Researchers followed late talkers into their teens and found the kids were no more likely to be shy, depressed or aggressive than their peers as they grew up.
That means a “wait-and-see” approach may be just fine for toddlers with a language lag, as long as they develop typically in other areas, the Australian team reports in the journal Pediatrics.
“This data is reassuring,” said Julia Irwin, who studies language development at Haskins Laboratories, a non-profit research institute in New Haven, Connecticut. “But parents will need to pay attention to other troubling symptoms of either psychosocial problems or language and reading problems.”
In an email to Reuters Health, Irwin said late talkers often have some language or reading problems later on, which may influence school readiness.
Between seven percent and 18 percent of children have language delays at two years, although most catch up by the time they start school. Some research has suggested that these toddlers may face psychological problems, but whether that matters down the road has been unclear.
The new study, led by psychologist Andrew Whitehouse at the University of Western Australia in Perth, is the first to track late talkers over the long haul.
The researchers tapped into data on more than 1,400 two-year-olds, whose parents had filled out a language development survey asking about the words their child would use spontaneously. A two-year-old typically says a few hundred words, but there is a lot of variation.
About one out of every 10 two-year-olds in the study was a late talker, scoring in the lowest 15 percent on a list of 310 common words.
The slower toddlers also appeared to have more psychological problems, according to questions on a child behavior checklist that parents answered.

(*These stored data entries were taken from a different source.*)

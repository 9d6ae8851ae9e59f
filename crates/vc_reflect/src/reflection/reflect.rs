use alloc::boxed::Box;
use core::any::{Any, TypeId};
use core::fmt;

use crate::ops::{ReflectKind, ReflectRef};

// -----------------------------------------------------------------------------
// Reflect

/// The foundational trait of [`vc_reflect`](crate).
///
/// A `Reflect` value can report its type name and its *shape*
/// ([`ReflectRef`]) at runtime, which lets generic code walk a value graph
/// without knowing the concrete types inside it.
///
/// # Implementing
///
/// Prefer [`#[derive(Reflect)]`](crate::derive::Reflect). Std, alloc and core
/// types are covered by this crate, see [`impls`](crate::impls).
///
/// A manual implementation for an opaque type looks like this:
///
/// ```
/// use core::any::Any;
/// use vc_reflect::{Reflect, ops::{ReflectKind, ReflectRef}};
///
/// #[derive(Clone, Debug)]
/// struct Celsius(f32);
///
/// impl Reflect for Celsius {
///     fn as_any(&self) -> &dyn Any { self }
///     fn into_any(self: Box<Self>) -> Box<dyn Any> { self }
///     fn reflect_kind(&self) -> ReflectKind { ReflectKind::Opaque }
///     fn reflect_ref(&self) -> ReflectRef<'_> { ReflectRef::Opaque(self) }
///     fn reflect_clone(&self) -> Box<dyn Reflect> { Box::new(self.clone()) }
/// }
///
/// let value: &dyn Reflect = &Celsius(21.5);
/// assert_eq!(value.reflect_kind(), ReflectKind::Opaque);
/// assert_eq!(value.downcast_ref::<Celsius>().unwrap().0, 21.5);
/// ```
///
/// # Type-erased values
///
/// `Box<dyn Reflect>` is itself `Reflect` and is fully transparent: its type
/// path, shape and [`Any`] identity are those of the boxed value. It plays the
/// role of an "any" slot inside heterogeneous graphs such as
/// `HashMap<String, Box<dyn Reflect>>`.
///
/// ```
/// # use vc_reflect::Reflect;
/// let x: Box<dyn Reflect> = 10_i32.into_boxed_reflect();
/// let slot: Box<dyn Reflect> = Box::new(x);
///
/// assert!(slot.is::<i32>());
/// assert_eq!(slot.reflect_type_path(), "i32");
/// ```
pub trait Reflect: Any + Send + Sync {
    /// Casts this type to a fully-reflected value.
    #[inline(always)]
    fn as_reflect(&self) -> &dyn Reflect
    where
        Self: Sized,
    {
        self
    }

    /// Casts this type to a boxed, fully-reflected value.
    ///
    /// ```
    /// use vc_reflect::Reflect;
    ///
    /// let r = 32.into_boxed_reflect();
    /// assert!(r.is::<i32>());
    /// ```
    #[inline(always)]
    fn into_boxed_reflect(self) -> Box<dyn Reflect>
    where
        Self: Sized,
    {
        Box::new(self)
    }

    /// Returns the underlying value as [`Any`].
    ///
    /// Implementations return `self`, except for transparent containers
    /// which forward to the value they hold.
    fn as_any(&self) -> &dyn Any;

    /// Converts the boxed value into a boxed [`Any`], see [`Reflect::as_any`].
    fn into_any(self: Box<Self>) -> Box<dyn Any>;

    /// Returns the [`TypeId`] of the underlying type.
    ///
    /// Unlike [`Any::type_id`] on a `Box<dyn Reflect>`, this never
    /// reports the container.
    #[inline]
    fn ty_id(&self) -> TypeId {
        TypeId::of::<Self>()
    }

    /// Returns the type name used in diagnostics.
    ///
    /// Defaults to [`core::any::type_name`]. The derive macro lets a type
    /// pin a stable name with `#[reflect(type_path = "...")]`.
    #[inline]
    fn reflect_type_path(&self) -> &'static str {
        core::any::type_name::<Self>()
    }

    /// Returns the shape of this value without borrowing it.
    fn reflect_kind(&self) -> ReflectKind;

    /// Returns the shape of this value together with its capability.
    fn reflect_ref(&self) -> ReflectRef<'_>;

    /// Clones the value behind the trait object.
    ///
    /// The returned box always holds the same concrete type as `self`.
    fn reflect_clone(&self) -> Box<dyn Reflect>;

    /// Debug formatter for the value.
    ///
    /// Composite shapes print their reflected content,
    /// opaque values print `Opaque(type_path)` unless overridden.
    fn reflect_debug(&self, f: &mut fmt::Formatter<'_>) -> fmt::Result {
        use crate::impls;
        match self.reflect_ref() {
            ReflectRef::Struct(data) => impls::struct_debug(data, f),
            ReflectRef::List(data) => impls::list_debug(data, f),
            ReflectRef::Array(data) => impls::array_debug(data, f),
            ReflectRef::Map(data) => impls::map_debug(data, f),
            ReflectRef::Pointer(data) => impls::pointer_debug(data, f),
            ReflectRef::Opaque(_) => write!(f, "Opaque({})", self.reflect_type_path()),
        }
    }
}

impl dyn Reflect {
    /// Returns `true` if the underlying value is of type `T`.
    ///
    /// ```
    /// # use vc_reflect::Reflect;
    /// let x: Box<dyn Reflect> = 10.into_boxed_reflect();
    /// assert!(x.is::<i32>());
    /// ```
    #[inline]
    pub fn is<T: Any>(&self) -> bool {
        self.ty_id() == TypeId::of::<T>()
    }

    /// Downcasts the value to type `T` by reference.
    ///
    /// ```
    /// # use vc_reflect::Reflect;
    /// let x: Box<dyn Reflect> = 10.into_boxed_reflect();
    /// assert_eq!(x.downcast_ref::<i32>(), Some(&10));
    /// assert_eq!(x.downcast_ref::<u8>(), None);
    /// ```
    #[inline]
    pub fn downcast_ref<T: Any>(&self) -> Option<&T> {
        self.as_any().downcast_ref::<T>()
    }

    /// Downcasts the value to type `T`, unboxing and consuming the trait object.
    ///
    /// If the underlying value is not of type `T`, returns `Err(self)`.
    ///
    /// ```
    /// # use vc_reflect::Reflect;
    /// let x: Box<dyn Reflect> = 10.into_boxed_reflect();
    /// assert_eq!(x.take::<i32>().ok(), Some(10));
    /// ```
    pub fn take<T: Any>(self: Box<dyn Reflect>) -> Result<T, Box<dyn Reflect>> {
        if !self.is::<T>() {
            return Err(self);
        }
        match self.into_any().downcast::<T>() {
            Ok(value) => Ok(*value),
            Err(_) => unreachable!("`ty_id` and `into_any` disagree on the concrete type"),
        }
    }
}

impl fmt::Debug for dyn Reflect {
    #[inline]
    fn fmt(&self, f: &mut fmt::Formatter<'_>) -> fmt::Result {
        self.reflect_debug(f)
    }
}

impl Clone for Box<dyn Reflect> {
    #[inline]
    fn clone(&self) -> Self {
        (**self).reflect_clone()
    }
}

// -----------------------------------------------------------------------------
// Transparent container

impl Reflect for Box<dyn Reflect> {
    #[inline]
    fn as_any(&self) -> &dyn Any {
        (**self).as_any()
    }

    #[inline]
    fn into_any(self: Box<Self>) -> Box<dyn Any> {
        <dyn Reflect as Reflect>::into_any(*self)
    }

    #[inline]
    fn ty_id(&self) -> TypeId {
        (**self).ty_id()
    }

    #[inline]
    fn reflect_type_path(&self) -> &'static str {
        (**self).reflect_type_path()
    }

    #[inline]
    fn reflect_kind(&self) -> ReflectKind {
        (**self).reflect_kind()
    }

    #[inline]
    fn reflect_ref(&self) -> ReflectRef<'_> {
        (**self).reflect_ref()
    }

    #[inline]
    fn reflect_clone(&self) -> Box<dyn Reflect> {
        (**self).reflect_clone()
    }

    #[inline]
    fn reflect_debug(&self, f: &mut fmt::Formatter<'_>) -> fmt::Result {
        (**self).reflect_debug(f)
    }
}

// -----------------------------------------------------------------------------
// Auxiliary macro

/// Implements the casting methods shared by every `Reflect` impl of a given shape.
macro_rules! impl_reflect_cast_fn {
    ($kind:ident) => {
        #[inline]
        fn as_any(&self) -> &dyn ::core::any::Any {
            self
        }

        #[inline]
        fn into_any(
            self: ::alloc::boxed::Box<Self>,
        ) -> ::alloc::boxed::Box<dyn ::core::any::Any> {
            self
        }

        #[inline]
        fn reflect_kind(&self) -> $crate::ops::ReflectKind {
            $crate::ops::ReflectKind::$kind
        }

        #[inline]
        fn reflect_ref(&self) -> $crate::ops::ReflectRef<'_> {
            $crate::ops::ReflectRef::$kind(self)
        }
    };
}

pub(crate) use impl_reflect_cast_fn;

For instance, 13 percent of the late talkers had “internalizing” behavior — such as being shy, sad or underactive — compared to eight percent of their faster-talking peers.
But that difference had vanished at age five, when then parents were approached again. And it didn’t reappear for as long as the kids were followed, up until age 17.
According to Whitehouse and his colleagues, that hints the reason more late talkers had behavioral problems early on is likely because they are frustrated by not being able to communicate effectively — not because there is something wrong with their brains.
One expert, who was not linked to the study, pointed out that it would have been helpful to know when the slower kids caught up with their typically developing peers.
“‘Wait and see’ may be okay at 2 years, but there should be a critical time after which language delays should be treated,” said child psychologist Gail Ross, adding that age two-and-a-half or three might be appropriate.